FIGURE 2.8 The percentage of quantization error increases as the signal level decreases. Full-scale waveform A has relatively low error (16-bit resolution). Half-scale waveform B has higher error (effectively 15-bit resolution). Low-amplitude waveform C has very high error.

The error floor of a digital audio system differs from the noise floor of an analog system because in a digital system the error is a function of the signal. The nature of quantization error varies with the amplitude and nature of the audio signal. For broadband, high-amplitude input signals (such as are typically found in music), the quantization error is perceived similarly to white noise. A high-level complex signal may show a pattern from sample to sample; however, its quantization error signal shows no pattern from sample to sample. The quantization error is thus independent of the signal (and thus assumes the characteristics of noise) when the signal is high level and complex. The only difference between this error noise and analog noise is that the range of values is more limited for a constant rms value. In other words, all values are equally likely to fall between positive and negative peaks. On the other hand, analog noise is Gaussian-distributed, so its peaks are higher than its rms value.

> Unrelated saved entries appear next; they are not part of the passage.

//! Day-precision proleptic Gregorian date.

use std::fmt::{Display, Formatter};
use std::str::FromStr;

use serde::{Deserialize, Deserializer, Serialize, Serializer};

use crate::error::TimeError;
use crate::julian::{calendar_to_jdn, days_in_month, jdn_to_calendar};

/// A validated solar calendar date.
///
/// Ordering is chronological.
#[derive(Debug, Clone, Copy, PartialEq, Eq, Hash, PartialOrd, Ord)]
pub struct CivilDate {
    year: i32,
    month: u32,
    day: u32,
}

impl CivilDate {
    /// Create a date, rejecting months outside 1..=12 and days past the month end.
    pub fn new(year: i32, month: u32, day: u32) -> Result<Self, TimeError> {
        if !(1..=12).contains(&month) || day == 0 || day > days_in_month(year, month) {
            return Err(TimeError::InvalidDate { year, month, day });
        }
        Ok(Self { year, month, day })
    }

    /// Date for a Julian Day Number.
    pub fn from_jdn(jdn: i64) -> Self {
        let (year, month, day) = jdn_to_calendar(jdn);
        Self { year, month, day }
    }

    pub fn year(&self) -> i32 {
        self.year
    }

    pub fn month(&self) -> u32 {
        self.month
    }

    pub fn day(&self) -> u32 {
        self.day
    }

    /// Julian Day Number of this date.
    pub fn jdn(&self) -> i64 {
        calendar_to_jdn(self.year, self.month, self.day)
    }

    /// Date `days` later (earlier when negative).
    pub fn add_days(&self, days: i64) -> Self {
        Self::from_jdn(self.jdn() + days)
    }

    /// The following day.
    pub fn succ(&self) -> Self {
        self.add_days(1)
    }

    /// Signed number of days from `earlier` to `self`.
    pub fn days_since(&self, earlier: &CivilDate) -> i64 {
        self.jdn() - earlier.jdn()
    }

    /// ISO-8601 weekday: Monday = 1 .. Sunday = 7.
    pub fn weekday(&self) -> u32 {
        (self.jdn().rem_euclid(7) + 1) as u32
    }

    /// First and last day of a solar month.
    pub fn month_bounds(year: i32, month: u32) -> Result<(Self, Self), TimeError> {
        let first = Self::new(year, month, 1)?;
        let last = Self::new(year, month, days_in_month(year, month))?;
        Ok((first, last))
    }

    /// Every date of `[from, to]`; empty when `from > to`.
    pub fn range_inclusive(from: CivilDate, to: CivilDate) -> DateRange {
        DateRange {
            next: (from <= to).then_some(from),
            end: to,
        }
    }
}

/// Iterator over an inclusive span of dates.
#[derive(Debug, Clone)]
pub struct DateRange {
    next: Option<CivilDate>,
    end: CivilDate,
}

impl Iterator for DateRange {
    type Item = CivilDate;

    fn next(&mut self) -> Option<CivilDate> {
        let current = self.next?;
        self.next = (current < self.end).then(|| current.succ());
        Some(current)
    }

    fn size_hint(&self) -> (usize, Option<usize>) {
        let n = self
            .next
            .map_or(0, |d| (self.end.days_since(&d) + 1) as usize);
        (n, Some(n))
    }
}

impl ExactSizeIterator for DateRange {}

impl Display for CivilDate {
    fn fmt(&self, f: &mut Formatter<'_>) -> std::fmt::Result {
        write!(f, "{:04}-{:02}-{:02}", self.year, self.month, self.day)
    }
}

impl FromStr for CivilDate {
    type Err = TimeError;

    /// Accepts `YYYY-MM-DD` and the compact `YYYYMMDD`.
    fn from_str(s: &str) -> Result<Self, Self::Err> {
        let s = s.trim();
        let bad = || TimeError::Parse(format!("expected YYYY-MM-DD or YYYYMMDD, got '{s}'"));

        let (y, m, d) = if s.contains('-') {
            let parts: Vec<&str> = s.split('-').collect();
            if parts.len() != 3 {
                return Err(bad());
            }
            (parts[0], parts[1], parts[2])
        } else if s.len() == 8 && s.bytes().all(|b| b.is_ascii_digit()) {
            (&s[0..4], &s[4..6], &s[6..8])
        } else {
            return Err(bad());
        };

        let year = y.parse::<i32>().map_err(|_| bad())?;
        let month = m.parse::<u32>().map_err(|_| bad())?;
        let day = d.parse::<u32>().map_err(|_| bad())?;
        Self::new(year, month, day)
    }
}

impl Serialize for CivilDate {
    fn serialize<S: Serializer>(&self, serializer: S) -> Result<S::Ok, S::Error> {
        serializer.collect_str(self)
    }
}

impl<'de> Deserialize<'de> for CivilDate {
    fn deserialize<D: Deserializer<'de>>(deserializer: D) -> Result<Self, D::Error> {
        let s = String::deserialize(deserializer)?;
        s.parse().map_err(serde::de::Error::custom)
    }
}

#[cfg(test)]
mod tests {
    use super::*;

    fn date(y: i32, m: u32, d: u32) -> CivilDate {
        CivilDate::new(y, m, d).unwrap()
    }

    #[test]
    fn rejects_invalid_dates() {
        assert!(CivilDate::new(2023, 2, 29).is_err());
        assert!(CivilDate::new(2023, 13, 1).is_err());
        assert!(CivilDate::new(2023, 4, 31).is_err());
        assert!(CivilDate::new(2023, 4, 0).is_err());
        assert!(CivilDate::new(2024, 2, 29).is_ok());
    }

    #[test]
    fn add_days_crosses_year() {
        assert_eq!(date(2008, 12, 31).succ(), date(2009, 1, 1));
        assert_eq!(date(2009, 1, 1).add_days(-1), date(2008, 12, 31));
        assert_eq!(date(1988, 2, 18).add_days(30), date(1988, 3, 19));
    }

    #[test]
    fn days_since_is_signed() {
        let a = date(2011, 3, 5);
        let b = date(2011, 3, 19);
        assert_eq!(b.days_since(&a), 14);
        assert_eq!(a.days_since(&b), -14);
    }

    #[test]
    fn weekday_iso() {
        // 2000-01-01 was a Saturday
        assert_eq!(date(2000, 1, 1).weekday(), 6);
        // 2011-03-05 was a Saturday, 2011-03-06 a Sunday
        assert_eq!(date(2011, 3, 6).weekday(), 7);
        assert_eq!(date(2011, 3, 7).weekday(), 1);
    }

    #[test]
    fn parse_both_forms() {
        assert_eq!("2008-12-05".parse::<CivilDate>().unwrap(), date(2008, 12, 5));
        assert_eq!("20081205".parse::<CivilDate>().unwrap(), date(2008, 12, 5));
        assert!("2008/12/05".parse::<CivilDate>().is_err());
        assert!("2008-12".parse::<CivilDate>().is_err());
        assert!("2008-02-30".parse::<CivilDate>().is_err());
    }

    #[test]
    fn display_pads() {
        assert_eq!(date(988, 3, 7).to_string(), "0988-03-07");
    }

    #[test]
    fn ordering_is_chronological() {
        assert!(date(2010, 12, 31) < date(2011, 1, 1));
        assert!(date(2011, 2, 1) > date(2011, 1, 31));
    }

    #[test]
    fn range_inclusive_counts() {
        let days: Vec<_> = CivilDate::range_inclusive(date(2020, 2, 27), date(2020, 3, 1)).collect();
        assert_eq!(days.len(), 4);
        assert_eq!(days[2], date(2020, 2, 29));
        assert_eq!(
            CivilDate::range_inclusive(date(2020, 2, 27), date(2020, 3, 1)).len(),
            4
        );
    }

    #[test]
    fn range_inclusive_empty_when_reversed() {
        assert_eq!(
            CivilDate::range_inclusive(date(2020, 3, 1), date(2020, 2, 1)).count(),
            0
        );
    }

    #[test]
    fn single_day_range() {
        let d = date(2020, 3, 1);
        assert_eq!(CivilDate::range_inclusive(d, d).collect::<Vec<_>>(), vec![d]);
    }

    #[test]
    fn month_bounds_february() {
        let (first, last) = CivilDate::month_bounds(2020, 2).unwrap();
        assert_eq!(first, date(2020, 2, 1));
        assert_eq!(last, date(2020, 2, 29));
    }
}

However, the perceptual qualities of the error are less benign for low-amplitude signals and high-level signals of very narrow bandwidth. This is based on the fact that white noise is perceptually benign because successive values of the signal are random, whereas predictable noise signals are more readily perceived. For broadband high-level signals, the statistical correlation between successive samples is very low; however, it increases for broadband low-level signals and narrow bandwidth, high-level signals. As the statistical correlation between samples increases, error initially perceived as benign white noise become more complex, yielding harmonic and intermodulation distortion as well as signal-dependent modulation of the noise floor.

Quantization distortion can take many guises. For example, the quantized signal might contain components above the Nyquist frequency; thus, aliasing might occur. The components appear after the sampler, but are effectively sampled. The effects of sampling the output of a limiter or limiting the output of a sampler are indistinguishable. If the signal is high level or complex, the alias components will add to the other complex, noise-like errors. If the input signal is low level and simple, the aliased components might be quite audible. Consider a system with sampling frequency of 48 kHz, bandlimited to 24 kHz. When a 5-kHz sine wave of amplitude of one quantizing step is applied, it is quantized as a sampled 5-kHz square wave. Harmonics of the square wave appear at 15, 25, and 35 kHz. The latter two alias back to 23 and 13 kHz, respectively. Other harmonics and aliases appear as well.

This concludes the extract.